:: Data under study

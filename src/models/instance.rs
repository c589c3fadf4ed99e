use camino::{Utf8Path, Utf8PathBuf};
use std::fs;
use thiserror::Error;

use super::config::InstanceFile;
use super::mod_record::ModRecord;
use crate::services::scanner;

/// Name of the persisted instance state file inside an instance root
pub const INSTANCE_FILE_NAME: &str = "instance.yaml";

/// Errors raised while loading or saving instance state
#[derive(Error, Debug)]
pub enum InstanceError {
    #[error("Instance root {0} does not exist")]
    RootNotFound(Utf8PathBuf),

    #[error("Failed to access instance file {path}: {source}")]
    Io {
        path: Utf8PathBuf,
        #[source]
        source: std::io::Error,
    },

    #[error("Failed to parse instance file {path}: {source}")]
    Parse {
        path: Utf8PathBuf,
        #[source]
        source: serde_yaml_ng::Error,
    },
}

/// An installed game instance as seen by the mods view.
///
/// The scanner and reconciler only need three things from an instance: where it
/// lives, which files sit in a set of its directories, and the mod records it
/// already knows about. Persistence of enabled/disabled toggles stays with the
/// implementor.
#[cfg_attr(test, mockall::automock)]
pub trait Instance: Send + Sync {
    /// Root directory of the instance
    fn root(&self) -> Utf8PathBuf;

    /// Regular files directly inside each of `dirs`, in enumeration order
    fn mod_paths_from_filesystem(&self, dirs: &[Utf8PathBuf]) -> Vec<Utf8PathBuf> {
        scanner::scan_mod_paths(dirs)
    }

    /// Snapshot of the instance's mod collection, in stored order
    fn mods(&self) -> Vec<ModRecord>;
}

/// Instance backed by a directory and its `instance.yaml`.
#[derive(Debug, Clone)]
pub struct FsInstance {
    root: Utf8PathBuf,
    state: InstanceFile,
}

impl FsInstance {
    /// Load an instance from `root`.
    ///
    /// A missing `instance.yaml` yields an instance with no known mods, so
    /// every file found on disk will be synthesized.
    pub fn load<P: AsRef<Utf8Path>>(root: P) -> Result<Self, InstanceError> {
        let root = root.as_ref().to_path_buf();
        if !root.is_dir() {
            return Err(InstanceError::RootNotFound(root));
        }

        let path = root.join(INSTANCE_FILE_NAME);
        if !path.exists() {
            tracing::warn!("No {} in {}, starting with an empty mod list", INSTANCE_FILE_NAME, root);
            return Ok(Self {
                root,
                state: InstanceFile::default(),
            });
        }

        let contents = fs::read_to_string(&path).map_err(|source| InstanceError::Io {
            path: path.clone(),
            source,
        })?;
        let state: InstanceFile = serde_yaml_ng::from_str(&contents)
            .map_err(|source| InstanceError::Parse { path: path.clone(), source })?;

        tracing::info!("Loaded instance '{}' with {} mod records from {}", state.name, state.mods.len(), path);
        Ok(Self { root, state })
    }

    /// Create an in-memory instance, mainly for tests and tools
    pub fn with_mods<P: AsRef<Utf8Path>>(root: P, mods: Vec<ModRecord>) -> Self {
        Self {
            root: root.as_ref().to_path_buf(),
            state: InstanceFile {
                name: String::new(),
                mods,
            },
        }
    }

    /// Write the mod collection back to `instance.yaml`
    pub fn save(&self) -> Result<(), InstanceError> {
        let path = self.root.join(INSTANCE_FILE_NAME);
        let yaml = serde_yaml_ng::to_string(&self.state)
            .map_err(|source| InstanceError::Parse { path: path.clone(), source })?;

        fs::write(&path, yaml).map_err(|source| InstanceError::Io {
            path: path.clone(),
            source,
        })?;

        tracing::info!("Saved instance to {}", path);
        Ok(())
    }

    pub fn name(&self) -> &str {
        &self.state.name
    }

    /// Replace the stored mod collection
    pub fn set_mods(&mut self, mods: Vec<ModRecord>) {
        self.state.mods = mods;
    }
}

impl Instance for FsInstance {
    fn root(&self) -> Utf8PathBuf {
        self.root.clone()
    }

    fn mods(&self) -> Vec<ModRecord> {
        self.state.mods.clone()
    }
}
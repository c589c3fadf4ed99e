//! modinv - Mod inventory for a launcher instance
//!
//! Main entry point. Usage: `modinv <instance-dir> [config-dir]`
//!
//! # Overview
//!
//! The binary runs one reconciliation pass over an instance and prints the
//! mods table once every row has been enriched. It initializes:
//! - Settings ([`ConfigManager`], `modinv.yaml` + `MODINV_*` variables)
//! - Logging infrastructure (file rotation + console output)
//! - Tokio runtime for the enrichment pool
//! - The presentation thread ([`PresentationBridge`]) owning the [`ModsView`]
//!
//! # Threading
//!
//! - **Main thread**: drives the pass and prints the result
//! - **Tokio workers**: blocking archive reads, bounded by `enrichment_workers`
//! - **Presentation thread**: applies initial rows and updates serially

use anyhow::{Context, Result, bail};
use camino::Utf8PathBuf;
use modinv::presentation::ModsView;
use modinv::{
    APP_NAME, ConfigManager, FsInstance, InventoryManager, Metrics,
    ModsController, PresentationBridge, VERSION,
};
use std::sync::Arc;

fn main() -> Result<()> {
    let mut args = std::env::args().skip(1);
    let Some(instance_dir) = args.next() else {
        bail!("Usage: {} <instance-dir> [config-dir]", APP_NAME);
    };
    let config_dir = args.next().unwrap_or_else(|| "config".to_string());

    let config_manager = ConfigManager::new(&config_dir)?;
    let settings = config_manager.load_settings()?;

    let _log_guard = modinv::logging::setup_logging(
        &Utf8PathBuf::from(&settings.log_dir),
        APP_NAME,
        settings.debug_mode,
        true,
    )?;

    tracing::info!("Starting {} v{}", APP_NAME, VERSION);

    let runtime = tokio::runtime::Builder::new_multi_thread()
        .enable_all()
        .thread_name("modinv-worker")
        .build()
        .context("Failed to create tokio runtime")?;

    let instance = FsInstance::load(&instance_dir)
        .with_context(|| format!("Failed to load instance {}", instance_dir))?;

    let metrics = Arc::new(Metrics::new());
    let inventory = InventoryManager::new();
    let bridge = PresentationBridge::spawn(ModsView::new(inventory))?;

    let controller = ModsController::new(
        settings,
        bridge.handle(),
        runtime.handle().clone(),
        Arc::clone(&metrics),
    );

    let summary = runtime.block_on(controller.run_pass(&instance))?;

    let view = bridge.shutdown()?;
    print_table(&view);

    println!(
        "\n{} mods ({} without a record), {} enriched, {} using file name fallbacks",
        summary.files, summary.synthesized, summary.enriched, summary.failed
    );

    metrics.log_summary();

    runtime.shutdown_timeout(std::time::Duration::from_secs(5));

    tracing::info!("Shutdown complete");
    Ok(())
}

fn print_table(view: &ModsView) {
    let rows: Vec<_> = view.table().rows().collect();
    let name_width = rows.iter().map(|r| r.name.len()).max().unwrap_or(0).max(4);
    let version_width = rows.iter().map(|r| r.version.len()).max().unwrap_or(0).max(7);

    println!(
        "{:<8} {:<name_width$} {:<version_width$} {}",
        "Enabled", "Name", "Version", "File"
    );

    for row in rows {
        println!(
            "{:<8} {:<name_width$} {:<version_width$} {}",
            if row.enabled { "yes" } else { "no" },
            row.name,
            row.version,
            row.key
        );
    }
}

::::

▶ [Task to complete]: Give back each record exactly, from the first line through the last.

▶ [Solution for this problem]:
filename src/models/instance.rs
repository c589c3fadf4ed99e
use camino::{Utf8Path, Utf8PathBuf};
use std::fs;
use thiserror::Error;

use super::config::InstanceFile;
use super::mod_record::ModRecord;
use crate::services::scanner;

/// Name of the persisted instance state file inside an instance root
pub const INSTANCE_FILE_NAME: &str = "instance.yaml";

/// Errors raised while loading or saving instance state
#[derive(Error, Debug)]
pub enum InstanceError {
    #[error("Instance root {0} does not exist")]
    RootNotFound(Utf8PathBuf),

    #[error("Failed to access instance file {path}: {source}")]
    Io {
        path: Utf8PathBuf,
        #[source]
        source: std::io::Error,
    },

    #[error("Failed to parse instance file {path}: {source}")]
    Parse {
        path: Utf8PathBuf,
        #[source]
        source: serde_yaml_ng::Error,
    },
}

/// An installed game instance as seen by the mods view.
///
/// The scanner and reconciler only need three things from an instance: where it
/// lives, which files sit in a set of its directories, and the mod records it
/// already knows about. Persistence of enabled/disabled toggles stays with the
/// implementor.
#[cfg_attr(test, mockall::automock)]
pub trait Instance: Send + Sync {
    /// Root directory of the instance
    fn root(&self) -> Utf8PathBuf;

    /// Regular files directly inside each of `dirs`, in enumeration order
    fn mod_paths_from_filesystem(&self, dirs: &[Utf8PathBuf]) -> Vec<Utf8PathBuf> {
        scanner::scan_mod_paths(dirs)
    }

    /// Snapshot of the instance's mod collection, in stored order
    fn mods(&self) -> Vec<ModRecord>;
}

/// Instance backed by a directory and its `instance.yaml`.
#[derive(Debug, Clone)]
pub struct FsInstance {
    root: Utf8PathBuf,
    state: InstanceFile,
}

impl FsInstance {
    /// Load an instance from `root`.
    ///
    /// A missing `instance.yaml` yields an instance with no known mods, so
    /// every file found on disk will be synthesized.
    pub fn load<P: AsRef<Utf8Path>>(root: P) -> Result<Self, InstanceError> {
        let root = root.as_ref().to_path_buf();
        if !root.is_dir() {
            return Err(InstanceError::RootNotFound(root));
        }

        let path = root.join(INSTANCE_FILE_NAME);
        if !path.exists() {
            tracing::warn!("No {} in {}, starting with an empty mod list", INSTANCE_FILE_NAME, root);
            return Ok(Self {
                root,
                state: InstanceFile::default(),
            });
        }

        let contents = fs::read_to_string(&path).map_err(|source| InstanceError::Io {
            path: path.clone(),
            source,
        })?;
        let state: InstanceFile = serde_yaml_ng::from_str(&contents)
            .map_err(|source| InstanceError::Parse { path: path.clone(), source })?;

        tracing::info!("Loaded instance '{}' with {} mod records from {}", state.name, state.mods.len(), path);
        Ok(Self { root, state })
    }

    /// Create an in-memory instance, mainly for tests and tools
    pub fn with_mods<P: AsRef<Utf8Path>>(root: P, mods: Vec<ModRecord>) -> Self {
        Self {
            root: root.as_ref().to_path_buf(),
            state: InstanceFile {
                name: String::new(),
                mods,
            },
        }
    }

    /// Write the mod collection back to `instance.yaml`
    pub fn save(&self) -> Result<(), InstanceError> {
        let path = self.root.join(INSTANCE_FILE_NAME);
        let yaml = serde_yaml_ng::to_string(&self.state)
            .map_err(|source| InstanceError::Parse { path: path.clone(), source })?;

        fs::write(&path, yaml).map_err(|source| InstanceError::Io {
            path: path.clone(),
            source,
        })?;

        tracing::info!("Saved instance to {}", path);
        Ok(())
    }

    pub fn name(&self) -> &str {
        &self.state.name
    }

    /// Replace the stored mod collection
    pub fn set_mods(&mut self, mods: Vec<ModRecord>) {
        self.state.mods = mods;
    }
}

impl Instance for FsInstance {
    fn root(&self) -> Utf8PathBuf {
        self.root.clone()
    }

    fn mods(&self) -> Vec<ModRecord> {
        self.state.mods.clone()
    }
}
repository c589c3fadf4ed99e
//! modinv - Mod inventory for a launcher instance
//!
//! Main entry point. Usage: `modinv <instance-dir> [config-dir]`
//!
//! # Overview
//!
//! The binary runs one reconciliation pass over an instance and prints the
//! mods table once every row has been enriched. It initializes:
//! - Settings ([`ConfigManager`], `modinv.yaml` + `MODINV_*` variables)
//! - Logging infrastructure (file rotation + console output)
//! - Tokio runtime for the enrichment pool
//! - The presentation thread ([`PresentationBridge`]) owning the [`ModsView`]
//!
//! # Threading
//!
//! - **Main thread**: drives the pass and prints the result
//! - **Tokio workers**: blocking archive reads, bounded by `enrichment_workers`
//! - **Presentation thread**: applies initial rows and updates serially

use anyhow::{Context, Result, bail};
use camino::Utf8PathBuf;
use modinv::presentation::ModsView;
use modinv::{
    APP_NAME, ConfigManager, FsInstance, InventoryManager, Metrics,
    ModsController, PresentationBridge, VERSION,
};
use std::sync::Arc;

fn main() -> Result<()> {
    let mut args = std::env::args().skip(1);
    let Some(instance_dir) = args.next() else {
        bail!("Usage: {} <instance-dir> [config-dir]", APP_NAME);
    };
    let config_dir = args.next().unwrap_or_else(|| "config".to_string());

    let config_manager = ConfigManager::new(&config_dir)?;
    let settings = config_manager.load_settings()?;

    let _log_guard = modinv::logging::setup_logging(
        &Utf8PathBuf::from(&settings.log_dir),
        APP_NAME,
        settings.debug_mode,
        true,
    )?;

    tracing::info!("Starting {} v{}", APP_NAME, VERSION);

    let runtime = tokio::runtime::Builder::new_multi_thread()
        .enable_all()
        .thread_name("modinv-worker")
        .build()
        .context("Failed to create tokio runtime")?;

    let instance = FsInstance::load(&instance_dir)
        .with_context(|| format!("Failed to load instance {}", instance_dir))?;

    let metrics = Arc::new(Metrics::new());
    let inventory = InventoryManager::new();
    let bridge = PresentationBridge::spawn(ModsView::new(inventory))?;

    let controller = ModsController::new(
        settings,
        bridge.handle(),
        runtime.handle().clone(),
        Arc::clone(&metrics),
    );

    let summary = runtime.block_on(controller.run_pass(&instance))?;

    let view = bridge.shutdown()?;
    print_table(&view);

    println!(
        "\n{} mods ({} without a record), {} enriched, {} using file name fallbacks",
        summary.files, summary.synthesized, summary.enriched, summary.failed
    );

    metrics.log_summary();

    runtime.shutdown_timeout(std::time::Duration::from_secs(5));

    tracing::info!("Shutdown complete");
    Ok(())
}

fn print_table(view: &ModsView) {
    let rows: Vec<_> = view.table().rows().collect();
    let name_width = rows.iter().map(|r| r.name.len()).max().unwrap_or(0).max(4);
    let version_width = rows.iter().map(|r| r.version.len()).max().unwrap_or(0).max(7);

    println!(
        "{:<8} {:<name_width$} {:<version_width$} {}",
        "Enabled", "Name", "Version", "File"
    );

    for row in rows {
        println!(
            "{:<8} {:<name_width$} {:<version_width$} {}",
            if row.enabled { "yes" } else { "no" },
            row.name,
            row.version,
            row.key
        );
    }
}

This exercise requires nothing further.